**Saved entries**
|---|

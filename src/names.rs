//! Parsing of the static player-name suggestion list.
//!
//! The list is plain text with one name per line. It only feeds name
//! suggestions in a roster screen; the engine never reads it.

extern crate alloc;

use alloc::string::String;
use alloc::vec::Vec;

/// Parses a name list into sorted, unique suggestions.
///
/// Lines are trimmed and blank lines are skipped. Names differing only in
/// letter case count as the same name; the first spelling seen is kept.
/// The result is sorted case-insensitively.
///
/// # Example
///
/// ```
/// use ohhell::names::parse_name_list;
///
/// let names = parse_name_list("  zoe\n\nAda\nZOE\nbob\n");
/// assert_eq!(names, ["Ada", "bob", "zoe"]);
/// ```
#[must_use]
pub fn parse_name_list(text: &str) -> Vec<String> {
    let mut names: Vec<String> = Vec::new();

    for line in text.lines() {
        let name = line.trim();
        if name.is_empty() || names.iter().any(|n| eq_ignore_case(n, name)) {
            continue;
        }
        names.push(String::from(name));
    }

    names.sort_by_cached_key(|n| n.to_lowercase());
    names
}

/// Returns whether two names match ignoring letter case.
#[must_use]
pub fn eq_ignore_case(a: &str, b: &str) -> bool {
    a.chars()
        .flat_map(char::to_lowercase)
        .eq(b.chars().flat_map(char::to_lowercase))
}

|---|

**About this task**
Where a line above contains the word "suggestions", copy that line.

**Exercise answer**
//! suggestions in a roster screen; the engine never reads it.
/// Parses a name list into sorted, unique suggestions.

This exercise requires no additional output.